Мы все время говорим: давайте наших «иных» детей «подстелем под общество», введем в общество. И не думаем о том, что общество и культура должны сделать свои шаги навстречу, измениться, перестать быть культурой, в которой человек – винтик. Перестать быть «культурой полезности», где ключевые установки – деперсонализация, де-индивидуализация, обезличивание и уничтожение любого разнообразия. Культура полезности имеет фильтры по отношению к любому разнообразию, она стремится это разнообразие уничтожить, а тем самым элиминировать тех, кто пытается это разнообразие поддержать. Каждый родитель, который отстаивает своего ребенка, и каждый психолог или педагог, который пытается защитить и придумать, как помочь ребенку с проблемами развития, должен отчетливо рефлексировать следующее: он борется за ценность самого любимого существа как иного существа. Но когда он борется, он сам – учитель ли это, мать, отец, педагог, психолог, логопед, социальный работник – должен понимать, что вступил в поединок с культурой полезности, с теми, кто хочет погасить разнообразие. Профессионалы помощи детям с проблемами по своей функции в культуре должны быть «мастерами по неодинаковости», мастерами понимания (не изучения!) разнообразия, понимания ценности различий. При этом они должны осознавать, что каждый раз, как только они встают на путь поддержки разнообразия, культура включает свои механизмы его уничтожения. Мы имеем дело не с явлением одиноким и вырванным из культуры, а с социокультурным феноменом. Только переделав, только преобразовав культуру – как это пытались Альберт Швейцер, Неру, Ганди, А. Сахаров, Януш Корчак, как сейчас пытается А. Макаревич, – сделав так, чтобы культура дала другие краски, чтобы она была чувствительна к разнообразию, можно изменить отношение к «иному».

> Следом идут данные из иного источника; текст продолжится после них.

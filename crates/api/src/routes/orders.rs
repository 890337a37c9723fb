//! Order route handlers.

use axum::{
    Json,
    extract::{Query, State},
    http::StatusCode,
};
use serde::{Deserialize, Serialize};
use tracing::instrument;

use orderdesk_core::{AddressId, OrderId, OrderStatus, UserId};

use super::{IdParam, ListParams, UserIdParam};
use crate::error::Result;
use crate::models::{CreatedOrder, NewOrderItem, Order};
use crate::state::AppState;

/// Body of `POST /orders/place`.
#[derive(Debug, Deserialize)]
pub struct PlaceOrderRequest {
    pub user_id: UserId,
    pub items: Vec<NewOrderItem>,
    /// Zero or absent means no address yet.
    #[serde(default)]
    pub address_id: Option<AddressId>,
}

/// Body of `POST /orders/update-status`.
#[derive(Debug, Deserialize)]
pub struct UpdateStatusRequest {
    pub id: OrderId,
    pub status: String,
}

/// Body of `POST /orders/batch-update-status`.
#[derive(Debug, Deserialize)]
pub struct BatchUpdateStatusRequest {
    pub ids: Vec<OrderId>,
    pub status: String,
}

/// Body of `POST /orders/delete`.
#[derive(Debug, Deserialize)]
pub struct DeleteOrderRequest {
    pub id: OrderId,
}

#[derive(Debug, Serialize)]
pub struct StatusResponse {
    pub id: OrderId,
    pub status: OrderStatus,
}

#[derive(Debug, Serialize)]
pub struct BatchUpdateResponse {
    pub updated: u64,
}

#[derive(Debug, Serialize)]
pub struct DeletedResponse {
    pub deleted: bool,
}

/// List orders, newest first.
pub async fn index(
    State(state): State<AppState>,
    Query(params): Query<ListParams>,
) -> Result<Json<Vec<Order>>> {
    let limit = params.effective(state.config().list_limit);
    Ok(Json(state.orders().list(limit).await?))
}

/// Show one order with items and address.
pub async fn show(
    State(state): State<AppState>,
    Query(IdParam { id }): Query<IdParam<OrderId>>,
) -> Result<Json<Order>> {
    Ok(Json(state.orders().get(id).await?))
}

/// List a user's pending orders.
pub async fn pending(
    State(state): State<AppState>,
    Query(UserIdParam { user_id }): Query<UserIdParam>,
) -> Result<Json<Vec<Order>>> {
    Ok(Json(state.orders().list_pending_by_user(user_id).await?))
}

/// Place an order.
#[instrument(skip(state, request), fields(user_id = %request.user_id))]
pub async fn place(
    State(state): State<AppState>,
    Json(request): Json<PlaceOrderRequest>,
) -> Result<(StatusCode, Json<CreatedOrder>)> {
    let created = state
        .orders()
        .place(request.user_id, &request.items, request.address_id)
        .await?;
    Ok((StatusCode::CREATED, Json(created)))
}

/// Change one order's status.
#[instrument(skip(state))]
pub async fn update_status(
    State(state): State<AppState>,
    Json(request): Json<UpdateStatusRequest>,
) -> Result<Json<StatusResponse>> {
    let status = state
        .orders()
        .update_status(request.id, &request.status)
        .await?;
    Ok(Json(StatusResponse {
        id: request.id,
        status,
    }))
}

/// Change the status of many orders at once.
#[instrument(skip(state, request), fields(requested = request.ids.len()))]
pub async fn batch_update_status(
    State(state): State<AppState>,
    Json(request): Json<BatchUpdateStatusRequest>,
) -> Result<Json<BatchUpdateResponse>> {
    let updated = state
        .orders()
        .batch_update_status(&request.ids, &request.status)
        .await?;
    Ok(Json(BatchUpdateResponse { updated }))
}

/// Delete an order and its items.
#[instrument(skip(state))]
pub async fn delete(
    State(state): State<AppState>,
    Json(request): Json<DeleteOrderRequest>,
) -> Result<Json<DeletedResponse>> {
    let deleted = state.orders().delete(request.id).await?;
    Ok(Json(DeletedResponse { deleted }))
}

Каждый раз те, кто борется за разнообразие, понимают, что в ответ на их усилия включаются механизмы деперсонализации и деиндивидуализации. Поэтому нам говорят: «Вы что, хотите отдельную программу для этих детей? А сколько это стоит?» И тут начинают взвешивать разные вещи, и начинают не понимать, что ценность человека и цена – вещи несовместные. В культурах полезности с их ориентацией на «эффективные контракты» мы все время занимаемся ценой, но не занимаемся ценностью. Цена и ценность – разные полюса.

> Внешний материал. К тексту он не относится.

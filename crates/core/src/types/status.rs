//! Order lifecycle status.
//!
//! ```text
//! pending ──► processing ──► completed
//!    │
//!    └──────► cancelled
//! ```
//!
//! Only `pending → processing` happens automatically (when a shipping address
//! becomes available). Every other change is requested by a caller. The set of
//! values is closed: the column carries a `CHECK` constraint and parsing an
//! unknown string fails, so a typo can never mint a new unreachable state.

use serde::{Deserialize, Serialize};
use thiserror::Error;

/// Error returned when a string is not a known order status.
#[derive(Debug, Clone, PartialEq, Eq, Error)]
pub enum ParseStatusError {
    /// The input was empty or whitespace.
    #[error("status is required")]
    Empty,
    /// The input is not one of the known statuses.
    #[error("invalid order status: {0} (expected pending, processing, completed or cancelled)")]
    Unknown(String),
}

/// Order status.
#[derive(Debug, Clone, Copy, PartialEq, Eq, Hash, Serialize, Deserialize, Default)]
#[serde(rename_all = "snake_case")]
pub enum OrderStatus {
    /// Created, waiting for a shipping address.
    #[default]
    Pending,
    /// Has somewhere to ship to; being worked on.
    Processing,
    Completed,
    Cancelled,
}

impl OrderStatus {
    /// All statuses, in lifecycle order.
    pub const ALL: [Self; 4] = [
        Self::Pending,
        Self::Processing,
        Self::Completed,
        Self::Cancelled,
    ];

    /// Storage representation.
    #[must_use]
    pub const fn as_str(&self) -> &'static str {
        match self {
            Self::Pending => "pending",
            Self::Processing => "processing",
            Self::Completed => "completed",
            Self::Cancelled => "cancelled",
        }
    }

    /// Status an order moves to once a shipping address is bound to it.
    ///
    /// Pending orders advance to processing; any other status is kept, which
    /// makes re-applying the rule a no-op.
    #[must_use]
    pub const fn with_address_bound(self) -> Self {
        match self {
            Self::Pending => Self::Processing,
            other => other,
        }
    }
}

impl std::fmt::Display for OrderStatus {
    fn fmt(&self, f: &mut std::fmt::Formatter<'_>) -> std::fmt::Result {
        f.write_str(self.as_str())
    }
}

impl std::str::FromStr for OrderStatus {
    type Err = ParseStatusError;

    fn from_str(s: &str) -> Result<Self, Self::Err> {
        let trimmed = s.trim();
        if trimmed.is_empty() {
            return Err(ParseStatusError::Empty);
        }
        Self::ALL
            .into_iter()
            .find(|status| status.as_str().eq_ignore_ascii_case(trimmed))
            .ok_or_else(|| ParseStatusError::Unknown(trimmed.to_owned()))
    }
}

#[cfg(feature = "postgres")]
impl ::sqlx::Type<::sqlx::Postgres> for OrderStatus {
    fn type_info() -> ::sqlx::postgres::PgTypeInfo {
        <&str as ::sqlx::Type<::sqlx::Postgres>>::type_info()
    }

    fn compatible(ty: &::sqlx::postgres::PgTypeInfo) -> bool {
        <&str as ::sqlx::Type<::sqlx::Postgres>>::compatible(ty)
    }
}

#[cfg(feature = "postgres")]
impl<'r> ::sqlx::Decode<'r, ::sqlx::Postgres> for OrderStatus {
    fn decode(
        value: ::sqlx::postgres::PgValueRef<'r>,
    ) -> Result<Self, ::sqlx::error::BoxDynError> {
        let raw = <&str as ::sqlx::Decode<::sqlx::Postgres>>::decode(value)?;
        Ok(raw.parse()?)
    }
}

#[cfg(feature = "postgres")]
impl ::sqlx::Encode<'_, ::sqlx::Postgres> for OrderStatus {
    fn encode_by_ref(
        &self,
        buf: &mut ::sqlx::postgres::PgArgumentBuffer,
    ) -> Result<::sqlx::encode::IsNull, ::sqlx::error::BoxDynError> {
        <&str as ::sqlx::Encode<::sqlx::Postgres>>::encode_by_ref(&self.as_str(), buf)
    }
}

А дальше нам говорят: «Мы вам хотим помочь. Зачем вам думать? Зачем вам разнообразие? Не лучше ли нас всех одеть в одну форму?» Как хорошо! А вы вспомните, где одевают в одну форму? Возьмите любой ГУЛАГ.
Я хочу задать вопрос, детально прописанный человеком, благодаря которому появилась (многие педагоги, к сожалению, это нечетко рефлексируют) «доктрина педагогики сотрудничества». Это произошло на даче писателя Анатолия Рыбакова, которого вы знаете как автора книг «Кортик» и «Дети Арбата», и которого социологи знают по произведению Леонида Ионина «Когда дети Арбата стали дедами». Там появилась педагогика сотрудничества, которую делали Ш. А. Амонашвили, С. Л. Соловейчик и многие другие «ведьмы» образования. В этой ситуации я хочу задать вопрос: что вы чувствуете, когда вам говорят: «Не надо программ»? Меня пугает, когда кто-то приходит и говорит: «А давайте, чтобы с ними побороться, сделаем Единый стандарт для детей с РАС!»
Как вы думаете, какая была мера дисциплинарного воздействия на человека в фашистских гетто, если вдруг женщина использовала косметику? Она в форме, у нее – номер, но она все-таки решила покрасить губы. Многие предполагают, что сажали в карцер. Нет, как описывает в романе «Желтый песок» А. Рыбаков, была одна мера воздействия: если ты – индивидуальность и не потерял себя, если ты не похож на других, то мера пресечения – это пресечение жизни. Почему? Потому что индивидуальностью трудно управлять, индивидуальность каждого непредсказуема.